Hawaii anticipates nearly $228 million in military construction projects in fiscal year 2003. As of this story’s writing, the defense bill appropriating those funds had been approved by the U.S. House of Representatives and was headed to the Senate.
“The military work has been a God-saving grace for a lot of contractors in the last five years, when state, county and private work was scarce,” says Glen Kaneshige, president of Hawaii-based Nordic Construction Ltd. “There’s still not enough work in those other three sectors that a contractor of our size won’t look at military work to help survive at this level.”
Hawaii companies received more than 86 percent of $199.5 million in military contracts awarded in fiscal year 2001, says Doug MaKitten, public affairs officer for Honolulu Engineer District (HED) of the U.S. Army Corps of Engineers. That’s almost double that of the previous year, when Hawaii companies were awarded about 46 percent of the $79.2 million in construction.
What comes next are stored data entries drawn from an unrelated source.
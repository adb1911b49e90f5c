use std::convert::AsRef;
use std::fmt;
use std::str::FromStr;

const MIN_LENGTH: usize = 10;

/// Free-form message body. Interior formatting (newlines) is preserved.
#[derive(Debug, Clone, PartialEq, Eq)]
pub struct ContactMessage(String);

impl ContactMessage {
    pub fn new(message: &str) -> Result<Self, String> {
        Self::parse(message)
    }
    pub fn parse(message: &str) -> Result<Self, String> {
        let trimmed_message = message.trim();
        if trimmed_message.is_empty() {
            return Err("Message is required".to_owned());
        }
        if trimmed_message.chars().count() < MIN_LENGTH {
            return Err(format!(
                "Message must be at least {} characters",
                MIN_LENGTH
            ));
        }
        Ok(Self(trimmed_message.to_owned()))
    }
}

impl AsRef<str> for ContactMessage {
    fn as_ref(&self) -> &str {
        &self.0
    }
}

impl fmt::Display for ContactMessage {
    #[inline]
    fn fmt(&self, f: &mut fmt::Formatter<'_>) -> fmt::Result {
        fmt::Display::fmt(&self.0, f)
    }
}

impl FromStr for ContactMessage {
    type Err = String;

    fn from_str(s: &str) -> Result<Self, Self::Err> {
        Self::new(s)
    }
}
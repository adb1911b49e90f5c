use anyhow::{Context, Result};
use std::sync::Once;
use tracing::{subscriber::set_global_default, Subscriber};
use tracing_bunyan_formatter::{BunyanFormattingLayer, JsonStorageLayer};
use tracing_log::LogTracer;
use tracing_subscriber::{fmt::MakeWriter, layer::SubscriberExt, EnvFilter, Registry};

static INIT_SUBSCRIBER: Once = Once::new();

/// Compose multiple layers into a `tracing`'s subscriber.
///
/// `RUST_LOG` wins over `default_filter` when it is set.
pub fn get_subscriber<Sink>(
    name: String,
    default_filter: String,
    sink: Sink,
) -> impl Subscriber + Send + Sync
where
    Sink: for<'a> MakeWriter<'a> + Send + Sync + 'static,
{
    let env_filter =
        EnvFilter::try_from_default_env().unwrap_or_else(|_| EnvFilter::new(default_filter));
    let formatting_layer = BunyanFormattingLayer::new(name, sink);
    Registry::default()
        .with(env_filter)
        .with(JsonStorageLayer)
        .with(formatting_layer)
}

/// Register a subscriber as global default to process span data.
pub fn init_subscriber(subscriber: impl Subscriber + Send + Sync) -> Result<()> {
    LogTracer::init().with_context(|| {
        format!(
            "{}::telemetry::init_subscriber: Failed to redirect log records",
            env!("CARGO_PKG_NAME")
        )
    })?;
    set_global_default(subscriber).with_context(|| {
        format!(
            "{}::telemetry::init_subscriber: Failed to initialize tracing subscriber",
            env!("CARGO_PKG_NAME")
        )
    })
}

/// Like [`init_subscriber`], but later calls in the same process are no-ops.
/// Test binaries call this from every test.
pub fn init_subscriber_once<Sink>(name: &str, default_filter: &str, sink: Sink)
where
    Sink: for<'a> MakeWriter<'a> + Send + Sync + 'static,
{
    INIT_SUBSCRIBER.call_once(|| {
        let subscriber = get_subscriber(name.to_owned(), default_filter.to_owned(), sink);
        if let Err(error) = init_subscriber(subscriber) {
            eprintln!("{:#}", error);
        }
    });
}
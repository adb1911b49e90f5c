//! The contact-submission workflow: field state, inline validation, and the
//! `idle -> submitting -> succeeded | failed -> idle` outcome lifecycle.
//!
//! One [`ContactWorkflow`] owns the form and its outcome. `submit` borrows it
//! mutably for the whole dispatch, so a second submission cannot start while
//! one is in flight. Hosts that drive their own event loop can use
//! [`ContactWorkflow::begin`] and [`ContactWorkflow::complete`] instead, in
//! which case a `begin` during `submitting` is ignored.

use crate::contact::{
    validate_field, validate_form, ContactForm, ContactSubmission, Field, FormKind,
    ValidationErrors, ValidationPolicy,
};
use crate::dispatch::{Delivery, DispatchError, Dispatcher, ReasonCode};
use std::collections::BTreeSet;
use std::time::Duration;
use tokio::time::Instant;
use uuid::Uuid;

pub const DEFAULT_DISPLAY_WINDOW: Duration = Duration::from_secs(5);
pub const SUCCESS_MESSAGE: &str = "Thank you! Your message has been sent successfully.";
pub const INVALID_FORM_MESSAGE: &str = "Please correct the errors in the form.";

#[derive(Debug, Clone, PartialEq)]
pub enum SubmissionState {
    Idle,
    Submitting {
        attempt: Uuid,
    },
    Succeeded {
        delivery: Delivery,
        since: Instant,
    },
    Failed {
        reason: ReasonCode,
        message: String,
        since: Instant,
    },
}

impl SubmissionState {
    pub fn label(&self) -> &'static str {
        match self {
            SubmissionState::Idle => "idle",
            SubmissionState::Submitting { .. } => "submitting",
            SubmissionState::Succeeded { .. } => "succeeded",
            SubmissionState::Failed { .. } => "failed",
        }
    }

    pub fn is_submitting(&self) -> bool {
        matches!(self, SubmissionState::Submitting { .. })
    }

    /// Text of the outcome banner, if one is showing.
    pub fn banner(&self) -> Option<&str> {
        match self {
            SubmissionState::Succeeded { .. } => Some(SUCCESS_MESSAGE),
            SubmissionState::Failed { message, .. } => Some(message),
            _ => None,
        }
    }

    fn shown_since(&self) -> Option<Instant> {
        match self {
            SubmissionState::Succeeded { since, .. } | SubmissionState::Failed { since, .. } => {
                Some(*since)
            }
            _ => None,
        }
    }
}

#[derive(Debug, Clone, PartialEq, thiserror::Error)]
pub enum BeginError {
    #[error("A submission is already in flight")]
    Busy,
    #[error(transparent)]
    Invalid(#[from] ValidationErrors),
}

#[derive(Debug, Clone, PartialEq)]
pub enum SubmitOutcome {
    /// The trigger was ignored because a submission is in flight.
    Ignored,
    /// Validation blocked the submission; nothing was dispatched.
    Invalid(ValidationErrors),
    Delivered(Delivery),
    Failed(DispatchError),
}

#[derive(Debug, Clone, Copy)]
pub struct WorkflowOptions {
    pub kind: FormKind,
    pub policy: ValidationPolicy,
    pub display_window: Duration,
}

impl Default for WorkflowOptions {
    fn default() -> Self {
        Self {
            kind: FormKind::Full,
            policy: ValidationPolicy::default(),
            display_window: DEFAULT_DISPLAY_WINDOW,
        }
    }
}

#[derive(Debug)]
pub struct ContactWorkflow<D> {
    dispatcher: D,
    options: WorkflowOptions,
    form: ContactForm,
    touched: BTreeSet<Field>,
    errors: ValidationErrors,
    // aggregate "please correct" banner and when it appeared
    invalid_notice: Option<Instant>,
    state: SubmissionState,
}

impl<D: Dispatcher> ContactWorkflow<D> {
    pub fn new(dispatcher: D, options: WorkflowOptions) -> Self {
        Self {
            dispatcher,
            options,
            form: ContactForm::default(),
            touched: BTreeSet::new(),
            errors: ValidationErrors::default(),
            invalid_notice: None,
            state: SubmissionState::Idle,
        }
    }

    pub fn dispatcher(&self) -> &D {
        &self.dispatcher
    }

    /// Let background deliveries finish. Call before the runtime shuts down.
    pub async fn shutdown(&self) {
        self.dispatcher.shutdown().await
    }

    pub fn form(&self) -> &ContactForm {
        &self.form
    }

    pub fn state(&self) -> &SubmissionState {
        &self.state
    }

    /// Inline error for a field. Untouched fields never show one.
    pub fn field_error(&self, field: Field) -> Option<&str> {
        self.errors.get(field)
    }

    pub fn field_errors(&self) -> &ValidationErrors {
        &self.errors
    }

    /// Aggregate banner shown after a blocked submit.
    pub fn invalid_notice(&self) -> Option<&str> {
        self.invalid_notice.map(|_| INVALID_FORM_MESSAGE)
    }

    /// Record user input. A field that was already touched is re-validated,
    /// so its error disappears as soon as the value becomes valid.
    pub fn set_field(&mut self, field: Field, value: impl Into<String>) {
        self.form.set(field, value);
        if self.touched.contains(&field) {
            self.revalidate(field);
        }
    }

    /// Fill several fields at once, e.g. from a decoded form body.
    pub fn fill(&mut self, form: ContactForm) {
        for field in Field::ALL {
            self.set_field(field, form.get(field));
        }
    }

    /// Mark a field as visited (blur) and validate it.
    pub fn touch(&mut self, field: Field) {
        self.touched.insert(field);
        self.revalidate(field);
    }

    fn revalidate(&mut self, field: Field) {
        match validate_field(field, self.form.get(field), &self.options.policy) {
            Some(error) if self.options.kind.fields().contains(&field) => {
                self.errors.insert(field, error)
            }
            _ => self.errors.remove(field),
        }
    }

    /// Validate and capture the form, moving to `submitting`.
    pub fn begin(&mut self) -> Result<ContactSubmission, BeginError> {
        if let SubmissionState::Submitting { attempt } = &self.state {
            tracing::debug!(%attempt, "Submit ignored while a submission is in flight.");
            return Err(BeginError::Busy);
        }
        self.touched
            .extend(self.options.kind.fields().iter().copied());
        match validate_form(&self.form, self.options.kind, &self.options.policy) {
            Ok(submission) => {
                self.errors.clear();
                self.invalid_notice = None;
                self.state = SubmissionState::Submitting {
                    attempt: submission.id,
                };
                tracing::info!(
                    attempt = %submission.id,
                    strategy = self.dispatcher.strategy(),
                    "Contact submission started."
                );
                Ok(submission)
            }
            Err(errors) => {
                tracing::debug!(
                    fields = ?errors.fields().collect::<Vec<_>>(),
                    "Contact submission blocked by validation."
                );
                self.errors = errors.clone();
                self.invalid_notice = Some(Instant::now());
                Err(BeginError::Invalid(errors))
            }
        }
    }

    /// Apply the dispatcher's result to the submission `attempt`. Results for
    /// any other attempt, or arriving outside `submitting`, are dropped.
    pub fn complete(
        &mut self,
        attempt: Uuid,
        result: Result<Delivery, DispatchError>,
    ) -> SubmitOutcome {
        match &self.state {
            SubmissionState::Submitting { attempt: current } if *current == attempt => {}
            _ => {
                tracing::warn!(%attempt, state = self.state.label(), "Stale delivery result dropped.");
                return SubmitOutcome::Ignored;
            }
        }
        let now = Instant::now();
        match result {
            Ok(delivery) => {
                tracing::info!(%attempt, ?delivery, "Contact submission delivered.");
                self.form.clear();
                self.touched.clear();
                self.errors.clear();
                self.state = SubmissionState::Succeeded {
                    delivery,
                    since: now,
                };
                SubmitOutcome::Delivered(delivery)
            }
            Err(error) => {
                let reason = error.reason();
                tracing::error!(
                    %attempt,
                    reason = reason.as_str(),
                    %error,
                    "Contact submission failed."
                );
                self.state = SubmissionState::Failed {
                    reason,
                    message: error.user_message(),
                    since: now,
                };
                SubmitOutcome::Failed(error)
            }
        }
    }

    /// Validate, dispatch and record the outcome.
    pub async fn submit(&mut self) -> SubmitOutcome {
        let submission = match self.begin() {
            Ok(submission) => submission,
            Err(BeginError::Busy) => return SubmitOutcome::Ignored,
            Err(BeginError::Invalid(errors)) => return SubmitOutcome::Invalid(errors),
        };
        let result = self.dispatcher.dispatch(&submission).await;
        self.complete(submission.id, result)
    }

    /// User acknowledged the outcome banner.
    pub fn dismiss(&mut self) {
        if self.state.shown_since().is_some() {
            self.state = SubmissionState::Idle;
        }
        self.invalid_notice = None;
    }

    /// Earliest instant at which a banner expires.
    pub fn next_deadline(&self) -> Option<Instant> {
        let window = self.options.display_window;
        [self.state.shown_since(), self.invalid_notice]
            .into_iter()
            .flatten()
            .map(|since| since + window)
            .min()
    }

    /// Expire banners whose display window has passed at `now`.
    pub fn tick(&mut self, now: Instant) {
        let window = self.options.display_window;
        if let Some(since) = self.state.shown_since() {
            if now >= since + window {
                tracing::debug!(state = self.state.label(), "Outcome banner expired.");
                self.state = SubmissionState::Idle;
            }
        }
        if let Some(since) = self.invalid_notice {
            if now >= since + window {
                self.invalid_notice = None;
            }
        }
    }

    /// Wait until every banner has expired.
    pub async fn settle(&mut self) {
        while let Some(deadline) = self.next_deadline() {
            tokio::time::sleep_until(deadline).await;
            self.tick(Instant::now());
        }
    }
}
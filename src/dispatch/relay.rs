use crate::contact::ContactSubmission;
use crate::dispatch::{Delivery, DispatchError, Dispatcher};
use crate::http::HttpClient;
use reqwest::header::ACCEPT;
use serde::{Deserialize, Serialize};
use serde_aux::field_attributes::deserialize_bool_from_anything;
use std::sync::Arc;
use tracing::Instrument;
use url::Url;

pub const RELAY_ENDPOINT: &str = "https://formsubmit.co";

/// Where and how the form relay forwards submissions.
#[derive(Debug, Clone)]
pub struct RelayConfig {
    pub endpoint: Url,
    /// Destination inbox registered with the relay.
    pub mailbox: Option<String>,
    pub subject_line: String,
    pub template: String,
    pub captcha: bool,
    pub next_url: Option<Url>,
}

impl RelayConfig {
    /// `<endpoint>/ajax/<mailbox>`, answering with a JSON acknowledgement.
    pub fn ajax_endpoint(&self) -> Result<Url, DispatchError> {
        self.endpoint_with(Some("ajax"))
    }

    /// `<endpoint>/<mailbox>`, the plain form target.
    pub fn form_endpoint(&self) -> Result<Url, DispatchError> {
        self.endpoint_with(None)
    }

    fn endpoint_with(&self, prefix: Option<&str>) -> Result<Url, DispatchError> {
        let mailbox = match self.mailbox.as_deref().map(str::trim) {
            Some(mailbox) if !mailbox.is_empty() => mailbox,
            _ => return Err(DispatchError::NotConfigured),
        };
        let mut url = self.endpoint.clone();
        url.path_segments_mut()
            .map_err(|_| DispatchError::NotConfigured)?
            .pop_if_empty()
            .extend(prefix)
            .push(mailbox);
        Ok(url)
    }
}

/// Form-encoded body understood by the relay: the user's fields plus the
/// relay's underscore-prefixed control fields.
#[derive(Debug, Serialize)]
pub(crate) struct RelayPayload<'a> {
    name: &'a str,
    email: &'a str,
    #[serde(skip_serializing_if = "Option::is_none")]
    phone: Option<&'a str>,
    #[serde(skip_serializing_if = "Option::is_none")]
    subject: Option<&'a str>,
    #[serde(skip_serializing_if = "Option::is_none")]
    message: Option<&'a str>,
    #[serde(rename = "_captcha")]
    captcha: &'static str,
    #[serde(rename = "_template")]
    template: &'a str,
    #[serde(rename = "_subject")]
    subject_line: &'a str,
    #[serde(rename = "_next", skip_serializing_if = "Option::is_none")]
    next: Option<&'a str>,
}

impl<'a> RelayPayload<'a> {
    pub(crate) fn new(submission: &'a ContactSubmission, config: &'a RelayConfig) -> Self {
        Self {
            name: submission.name.as_ref(),
            email: submission.email.as_ref(),
            phone: submission.phone.as_ref().map(AsRef::as_ref),
            subject: submission.subject.as_ref().map(AsRef::as_ref),
            message: submission.message.as_ref().map(AsRef::as_ref),
            captcha: if config.captcha { "true" } else { "false" },
            template: &config.template,
            subject_line: &config.subject_line,
            next: config.next_url.as_ref().map(Url::as_str),
        }
    }
}

#[derive(Debug, Deserialize)]
struct RelayAcknowledgement {
    // the relay answers with "true"/"false" strings
    #[serde(default, deserialize_with = "deserialize_bool_from_anything")]
    success: bool,
    #[serde(default)]
    message: Option<String>,
}

/// Direct form-encoded POST to the relay, reading its JSON acknowledgement.
#[derive(Debug, Clone)]
pub struct RelayPost {
    client: HttpClient,
    config: Arc<RelayConfig>,
}

impl RelayPost {
    pub fn new(client: HttpClient, config: Arc<RelayConfig>) -> Self {
        Self { client, config }
    }
}

impl Dispatcher for RelayPost {
    fn strategy(&self) -> &'static str {
        "relay_post"
    }

    async fn dispatch(&self, submission: &ContactSubmission) -> Result<Delivery, DispatchError> {
        let url = self.config.ajax_endpoint()?;
        let span = tracing::info_span!("relay_post", attempt = %submission.id, host = url.host_str());
        async move {
            let response = self
                .client
                .post(url)
                .header(ACCEPT, "application/json")
                .form(&RelayPayload::new(submission, &self.config))
                .send()
                .await?;
            let status = response.status();
            let body = response.text().await?;
            match serde_json::from_str::<RelayAcknowledgement>(&body) {
                Ok(acknowledgement) if status.is_success() && acknowledgement.success => {
                    tracing::info!("Relay acknowledged the submission.");
                    Ok(Delivery::Confirmed)
                }
                Ok(acknowledgement) => {
                    let message = acknowledgement
                        .message
                        .unwrap_or_default();
                    tracing::warn!(%status, %message, "Relay rejected the submission.");
                    Err(DispatchError::rejection(message))
                }
                Err(error) => {
                    tracing::error!(%status, %error, "Relay answer could not be read.");
                    Err(DispatchError::Transport(format!(
                        "relay answered {} without a readable acknowledgement",
                        status
                    )))
                }
            }
        }
        .instrument(span)
        .await
    }
}

#[cfg(test)]
mod tests {
    use super::{RelayConfig, RelayPayload};
    use crate::contact::{validate_form, ContactForm, FormKind};
    use crate::dispatch::DispatchError;

    fn config(mailbox: Option<&str>) -> RelayConfig {
        RelayConfig {
            endpoint: "https://formsubmit.co".parse().unwrap(),
            mailbox: mailbox.map(str::to_owned),
            subject_line: "New Contact Form Submission".to_owned(),
            template: "table".to_owned(),
            captcha: false,
            next_url: None,
        }
    }

    #[test]
    fn endpoints_are_built_under_the_relay_base() {
        let config = config(Some("inbox@example.com"));
        assert_eq!(
            config.ajax_endpoint().unwrap().as_str(),
            "https://formsubmit.co/ajax/inbox@example.com"
        );
        assert_eq!(
            config.form_endpoint().unwrap().as_str(),
            "https://formsubmit.co/inbox@example.com"
        );
    }

    #[test]
    fn missing_mailbox_disables_the_relay() {
        assert_eq!(config(None).ajax_endpoint(), Err(DispatchError::NotConfigured));
        assert_eq!(config(Some("  ")).form_endpoint(), Err(DispatchError::NotConfigured));
    }

    #[test]
    fn payload_carries_control_fields_and_skips_absent_ones() {
        let form = ContactForm {
            name: "Jane Doe".to_owned(),
            email: "jane@example.com".to_owned(),
            ..ContactForm::default()
        };
        let submission = validate_form(&form, FormKind::Quick, &Default::default()).unwrap();
        let config = config(Some("inbox@example.com"));
        let encoded = serde_urlencoded::to_string(RelayPayload::new(&submission, &config)).unwrap();
        assert_eq!(
            encoded,
            "name=Jane+Doe&email=jane%40example.com&_captcha=false&_template=table\
             &_subject=New+Contact+Form+Submission"
        );
    }
}
use thiserror::Error;

#[derive(Error, Debug)]
pub enum FinderError {
    #[error("Dataset error: {0}")]
    Dataset(String),

    #[error("Unknown filter: {0}")]
    UnknownFilter(String),

    #[error(transparent)]
    Json(#[from] serde_json::Error),
}
use std::collections::HashMap;
use std::sync::LazyLock;

use crate::location::Coordinates;

/// Approximate centroids for San Diego County ZIP codes.
const ZIP_CENTROIDS: &[(&str, f64, f64)] = &[
    // Central San Diego
    ("92101", 32.7195, -117.1628), // Downtown
    ("92102", 32.7097, -117.1182), // Southeast SD
    ("92103", 32.7469, -117.1698), // Hillcrest
    ("92104", 32.7418, -117.1296), // North Park
    ("92105", 32.7349, -117.0929), // City Heights
    ("92106", 32.7236, -117.2359), // Point Loma
    ("92107", 32.7462, -117.2494), // Ocean Beach
    ("92108", 32.7738, -117.1459), // Mission Valley
    ("92109", 32.7872, -117.2386), // Pacific Beach
    ("92110", 32.7659, -117.1995), // Morena
    ("92111", 32.8088, -117.1669), // Linda Vista
    ("92113", 32.6867, -117.1080), // Logan Heights
    ("92114", 32.7048, -117.0538), // Encanto
    ("92115", 32.7611, -117.0702), // College Area
    ("92116", 32.7619, -117.1273), // Normal Heights
    ("92117", 32.8244, -117.2003), // Clairemont
    ("92118", 32.6804, -117.1702), // Coronado
    ("92119", 32.7937, -117.0327), // San Carlos
    ("92120", 32.7955, -117.0701), // Allied Gardens
    ("92121", 32.8989, -117.2035), // Sorrento Valley
    ("92122", 32.8575, -117.2104), // University City
    ("92123", 32.8099, -117.1395), // Serra Mesa
    ("92124", 32.8284, -117.0839), // Tierrasanta
    ("92126", 32.9111, -117.1421), // Mira Mesa
    ("92127", 33.0239, -117.0842), // Rancho Bernardo
    ("92128", 33.0170, -117.0610), // Rancho Bernardo
    ("92129", 32.9632, -117.1239), // Rancho Penasquitos
    ("92130", 32.9557, -117.2264), // Carmel Valley
    ("92131", 32.9189, -117.0785), // Scripps Ranch
    ("92132", 32.7000, -117.2000), // Naval Base
    ("92134", 32.7200, -117.1500), // Naval Medical Center
    ("92135", 32.7000, -117.2000), // Naval Base
    ("92136", 32.6850, -117.1250), // Naval Station
    ("92139", 32.6802, -117.0499), // Paradise Hills
    ("92140", 32.7400, -117.1950), // Naval Training Center
    ("92145", 32.8800, -117.1400), // Miramar
    ("92154", 32.5752, -117.0582), // Otay Mesa

    // North County Coastal
    ("92007", 33.0475, -117.2917), // Cardiff
    ("92008", 33.1261, -117.3011), // Carlsbad
    ("92009", 33.0892, -117.2653), // Carlsbad
    ("92010", 33.1581, -117.3267), // Carlsbad
    ("92011", 33.1117, -117.3117), // Carlsbad
    ("92014", 32.9592, -117.2654), // Del Mar
    ("92024", 33.0372, -117.2789), // Encinitas
    ("92054", 33.1959, -117.3795), // Oceanside
    ("92056", 33.2126, -117.3296), // Oceanside
    ("92057", 33.2384, -117.3067), // Oceanside
    ("92058", 33.2200, -117.3500), // Oceanside
    ("92075", 32.9873, -117.2680), // Solana Beach
    ("92083", 33.1386, -117.1660), // Vista
    ("92084", 33.1856, -117.2386), // Vista

    // North County Inland
    ("92025", 33.0492, -117.0378), // Escondido
    ("92026", 33.1167, -117.0853), // Escondido
    ("92027", 33.1127, -117.0164), // Escondido
    ("92028", 33.3531, -117.2514), // Fallbrook
    ("92029", 33.0955, -117.0989), // Escondido
    ("92064", 32.9812, -117.0351), // Poway
    ("92065", 33.0364, -116.9575), // Ramona
    ("92066", 33.1850, -116.8756), // Ranchita
    ("92069", 33.1417, -117.1642), // San Marcos
    ("92078", 33.1248, -117.1714), // San Marcos
    ("92081", 33.1528, -117.2264), // Vista
    ("92082", 33.2067, -117.0083), // Valley Center
    ("92086", 33.2889, -116.5636), // Warner Springs

    // East County
    ("91901", 32.8353, -116.7664), // Alpine
    ("91902", 32.6358, -117.0431), // Bonita
    ("91905", 32.6600, -116.3167), // Boulevard
    ("91906", 32.6336, -116.4672), // Campo
    ("91910", 32.6400, -117.0100), // Chula Vista
    ("91911", 32.6100, -117.0400), // Chula Vista
    ("91913", 32.6308, -116.9558), // Chula Vista
    ("91914", 32.6594, -116.9236), // Chula Vista
    ("91915", 32.5992, -116.9489), // Chula Vista
    ("91916", 32.8300, -116.5500), // Descanso
    ("91917", 32.6194, -116.7667), // Dulzura
    ("91931", 32.8389, -116.5111), // Guatay
    ("91932", 32.5778, -117.1172), // Imperial Beach
    ("91935", 32.7092, -116.7875), // Jamul
    ("91941", 32.7675, -117.0028), // La Mesa
    ("91942", 32.7797, -117.0239), // La Mesa
    ("91945", 32.7406, -117.0453), // Lemon Grove
    ("91950", 32.6672, -117.0897), // National City
    ("91962", 32.7500, -116.4667), // Pine Valley
    ("91963", 32.6167, -116.6167), // Potrero
    ("91977", 32.7028, -117.0003), // Spring Valley
    ("91978", 32.7467, -116.9450), // Spring Valley
    ("92019", 32.7822, -116.9028), // El Cajon
    ("92020", 32.7917, -116.9614), // El Cajon
    ("92021", 32.8206, -116.9206), // El Cajon
    ("92040", 32.8333, -116.8667), // Lakeside
    ("92071", 32.8378, -116.9942), // Santee

    // Backcountry
    ("91934", 32.6000, -116.1667), // Jacumba
    ("92004", 33.2500, -116.3333), // Borrego Springs
    ("92036", 32.9833, -116.5833), // Julian
    ("92070", 33.1000, -116.6333), // Santa Ysabel
];

static ZIP_INDEX: LazyLock<HashMap<&'static str, Coordinates>> = LazyLock::new(|| {
    ZIP_CENTROIDS
        .iter()
        .map(|(zip, lat, lng)| (*zip, Coordinates::new(*lat, *lng)))
        .collect()
});

/// Look up the centroid of a ZIP code. Input is trimmed and cut to five
/// characters, so ZIP+4 works.
pub fn coordinates_for_zip(zip: &str) -> Option<Coordinates> {
    let cleaned: String = zip.trim().chars().take(5).collect();
    ZIP_INDEX.get(cleaned.as_str()).copied()
}

/// Exactly five ASCII digits after trimming.
pub fn is_valid_zip_format(zip: &str) -> bool {
    let zip = zip.trim();
    zip.len() == 5 && zip.bytes().all(|b| b.is_ascii_digit())
}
All HED contracts require contractors on military projects to employ Hawaii residents when the state’s unemployment rate exceeds the national average, MaKitten says.
However, that economic situation rarely occurs, says U.S. Rep. Patsy Mink. For the past three congressional sessions, Mink has unsuccessfully pushed for a bill that would require contractors to obtain a tax clearance from the state upon submitting their bids for federal projects. The bill would have also required contractors to be licensed in the state in which they planned to build the federal projects. The U.S. Department of Defense has consistently disapproved of the bill, saying it would add an unnecessary step in the bidding process.
“It’s simply a standard procedure, and it helps everybody, because every state would want to collect their fair share of taxes,” Mink says. “It’s trying to level the playing field for our local contractors in winning bids. When Mainland contractors come in, they don’t pay taxes and don’t live under the same rules as local contractors, so their price is lower and they win the bid. Local labor has to be a priority.”
Hawaii contractors could bid more competitively if large-scale or bundled military projects were broken down into smaller jobs, Coppa says.
“Sometimes in the military, the bar is there, because of the capacity of the job,” he says. “There might be a 10-year, $500 million project. Can somebody bond like that locally? I don’t think so. It narrows the competition, because of the criteria that’s set.”
At least one local contractor prefers that Hawaii contractors rise to the challenge of competing with offshore firms, rather than have the state deter offshore firms from bidding on Hawaii projects.
“Never have I seen a lot of progress made if you’re not being competitive in the giant marketplace and putting up barriers in the state of Hawaii,” says Mark Richards, co-owner of Kona-based Maryl Group Inc. “There’s a short-term gain there. If we’re not competitive with Mainland people, we need to find a way to be competitive. It’s as simple as that.”